● Goal of the exercise: Even where a record seems odd, copy it exactly as it appears below.

● Excerpted records:
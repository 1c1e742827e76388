//! Core error types

use crate::identifiers::{EntityId, ModuleId, ServiceId};
use thiserror::Error;

/// Errors raised while encoding, decoding or dispatching actions
#[derive(Debug, Clone, PartialEq, Eq, Error)]
pub enum CoreError {
    /// Payload bytes could not be decoded
    #[error("Malformed payload: {reason}")]
    Malformed {
        /// Decoder message
        reason: String,
    },

    /// No module is registered for the action's type tag
    #[error("Unknown action type: {module}")]
    UnknownType {
        /// Type tag carried by the action
        module: ModuleId,
    },

    /// The action's type is not served by the target service
    #[error("Module {module} is not part of service {service}")]
    UnauthorizedType {
        /// Type tag carried by the action
        module: ModuleId,
        /// Service the action was addressed to
        service: ServiceId,
    },

    /// The action targets an entity the decoding role does not act for
    #[error("Action for {actual} cannot be bound to a role of {expected}")]
    WrongEntity {
        /// Entity of the decoding role
        expected: EntityId,
        /// Entity named by the action
        actual: EntityId,
    },

    /// Serialization of an outgoing value failed
    #[error("Serialization failed: {reason}")]
    Serialization {
        /// Encoder message
        reason: String,
    },

    /// Configuration could not be read or is invalid
    #[error("Invalid configuration: {reason}")]
    Config {
        /// Description of the problem
        reason: String,
    },
}

impl CoreError {
    pub fn malformed(reason: impl Into<String>) -> Self {
        Self::Malformed {
            reason: reason.into(),
        }
    }

    pub fn serialization(reason: impl Into<String>) -> Self {
        Self::Serialization {
            reason: reason.into(),
        }
    }

    pub fn config(reason: impl Into<String>) -> Self {
        Self::Config {
            reason: reason.into(),
        }
    }

    /// Stable error code
    pub fn code(&self) -> &'static str {
        match self {
            CoreError::Malformed { .. } => "malformed",
            CoreError::UnknownType { .. } => "unknown_type",
            CoreError::UnauthorizedType { .. } => "unauthorized_type",
            CoreError::WrongEntity { .. } => "wrong_entity",
            CoreError::Serialization { .. } => "serialization",
            CoreError::Config { .. } => "config",
        }
    }
}

/// Result type for core operations
pub type CoreResult<T> = std::result::Result<T, CoreError>;
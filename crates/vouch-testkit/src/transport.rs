//! Transport that replays prepared host answers

use async_trait::async_trait;
use parking_lot::Mutex;
use std::collections::VecDeque;
use std::sync::Arc;
use vouch_core::{
    ExchangeRequest, ExchangeResponse, ResponseAudit, StateQuery, StateReply, Transport,
    TransportError,
};

/// Answers exchanges and state queries from scripts, recording every request.
/// An exhausted script answers `Unreachable`.
#[derive(Clone, Default)]
pub struct ScriptedTransport {
    exchanges: Arc<Mutex<VecDeque<Result<ExchangeResponse, TransportError>>>>,
    states: Arc<Mutex<VecDeque<Result<StateReply, TransportError>>>>,
    requests: Arc<Mutex<Vec<ExchangeRequest>>>,
    queries: Arc<Mutex<Vec<StateQuery>>>,
}

impl ScriptedTransport {
    pub fn new() -> Self {
        Self::default()
    }

    pub fn push_exchange(&self, response: Result<ExchangeResponse, TransportError>) {
        self.exchanges.lock().push_back(response);
    }

    /// Exchange answer with no replies and the given audit
    pub fn push_audit(&self, audit: ResponseAudit) {
        self.push_exchange(Ok(ExchangeResponse {
            replies: Vec::new(),
            audit: Some(audit),
        }));
    }

    pub fn push_state(&self, reply: Result<StateReply, TransportError>) {
        self.states.lock().push_back(reply);
    }

    pub fn requests(&self) -> Vec<ExchangeRequest> {
        self.requests.lock().clone()
    }

    pub fn queries(&self) -> Vec<StateQuery> {
        self.queries.lock().clone()
    }
}

fn exhausted() -> TransportError {
    TransportError::Unreachable {
        reason: "script exhausted".to_string(),
    }
}

#[async_trait]
impl Transport for ScriptedTransport {
    async fn exchange(
        &self,
        request: ExchangeRequest,
    ) -> Result<ExchangeResponse, TransportError> {
        self.requests.lock().push(request);
        self.exchanges.lock().pop_front().unwrap_or_else(|| Err(exhausted()))
    }

    async fn query_state(&self, query: StateQuery) -> Result<StateReply, TransportError> {
        self.queries.lock().push(query);
        self.states.lock().pop_front().unwrap_or_else(|| Err(exhausted()))
    }
}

● Task response:
repository 1c1e742827e76388
//! Core error types

use crate::identifiers::{EntityId, ModuleId, ServiceId};
use thiserror::Error;

/// Errors raised while encoding, decoding or dispatching actions
#[derive(Debug, Clone, PartialEq, Eq, Error)]
pub enum CoreError {
    /// Payload bytes could not be decoded
    #[error("Malformed payload: {reason}")]
    Malformed {
        /// Decoder message
        reason: String,
    },

    /// No module is registered for the action's type tag
    #[error("Unknown action type: {module}")]
    UnknownType {
        /// Type tag carried by the action
        module: ModuleId,
    },

    /// The action's type is not served by the target service
    #[error("Module {module} is not part of service {service}")]
    UnauthorizedType {
        /// Type tag carried by the action
        module: ModuleId,
        /// Service the action was addressed to
        service: ServiceId,
    },

    /// The action targets an entity the decoding role does not act for
    #[error("Action for {actual} cannot be bound to a role of {expected}")]
    WrongEntity {
        /// Entity of the decoding role
        expected: EntityId,
        /// Entity named by the action
        actual: EntityId,
    },

    /// Serialization of an outgoing value failed
    #[error("Serialization failed: {reason}")]
    Serialization {
        /// Encoder message
        reason: String,
    },

    /// Configuration could not be read or is invalid
    #[error("Invalid configuration: {reason}")]
    Config {
        /// Description of the problem
        reason: String,
    },
}

impl CoreError {
    pub fn malformed(reason: impl Into<String>) -> Self {
        Self::Malformed {
            reason: reason.into(),
        }
    }

    pub fn serialization(reason: impl Into<String>) -> Self {
        Self::Serialization {
            reason: reason.into(),
        }
    }

    pub fn config(reason: impl Into<String>) -> Self {
        Self::Config {
            reason: reason.into(),
        }
    }

    /// Stable error code
    pub fn code(&self) -> &'static str {
        match self {
            CoreError::Malformed { .. } => "malformed",
            CoreError::UnknownType { .. } => "unknown_type",
            CoreError::UnauthorizedType { .. } => "unauthorized_type",
            CoreError::WrongEntity { .. } => "wrong_entity",
            CoreError::Serialization { .. } => "serialization",
            CoreError::Config { .. } => "config",
        }
    }
}

/// Result type for core operations
pub type CoreResult<T> = std::result::Result<T, CoreError>;
filename crates/vouch-testkit/src/transport.rs
//! Transport that replays prepared host answers

use async_trait::async_trait;
use parking_lot::Mutex;
use std::collections::VecDeque;
use std::sync::Arc;
use vouch_core::{
    ExchangeRequest, ExchangeResponse, ResponseAudit, StateQuery, StateReply, Transport,
    TransportError,
};

/// Answers exchanges and state queries from scripts, recording every request.
/// An exhausted script answers `Unreachable`.
#[derive(Clone, Default)]
pub struct ScriptedTransport {
    exchanges: Arc<Mutex<VecDeque<Result<ExchangeResponse, TransportError>>>>,
    states: Arc<Mutex<VecDeque<Result<StateReply, TransportError>>>>,
    requests: Arc<Mutex<Vec<ExchangeRequest>>>,
    queries: Arc<Mutex<Vec<StateQuery>>>,
}

impl ScriptedTransport {
    pub fn new() -> Self {
        Self::default()
    }

    pub fn push_exchange(&self, response: Result<ExchangeResponse, TransportError>) {
        self.exchanges.lock().push_back(response);
    }

    /// Exchange answer with no replies and the given audit
    pub fn push_audit(&self, audit: ResponseAudit) {
        self.push_exchange(Ok(ExchangeResponse {
            replies: Vec::new(),
            audit: Some(audit),
        }));
    }

    pub fn push_state(&self, reply: Result<StateReply, TransportError>) {
        self.states.lock().push_back(reply);
    }

    pub fn requests(&self) -> Vec<ExchangeRequest> {
        self.requests.lock().clone()
    }

    pub fn queries(&self) -> Vec<StateQuery> {
        self.queries.lock().clone()
    }
}

fn exhausted() -> TransportError {
    TransportError::Unreachable {
        reason: "script exhausted".to_string(),
    }
}

#[async_trait]
impl Transport for ScriptedTransport {
    async fn exchange(
        &self,
        request: ExchangeRequest,
    ) -> Result<ExchangeResponse, TransportError> {
        self.requests.lock().push(request);
        self.exchanges.lock().pop_front().unwrap_or_else(|| Err(exhausted()))
    }

    async fn query_state(&self, query: StateQuery) -> Result<StateReply, TransportError> {
        self.queries.lock().push(query);
        self.states.lock().pop_front().unwrap_or_else(|| Err(exhausted()))
    }
}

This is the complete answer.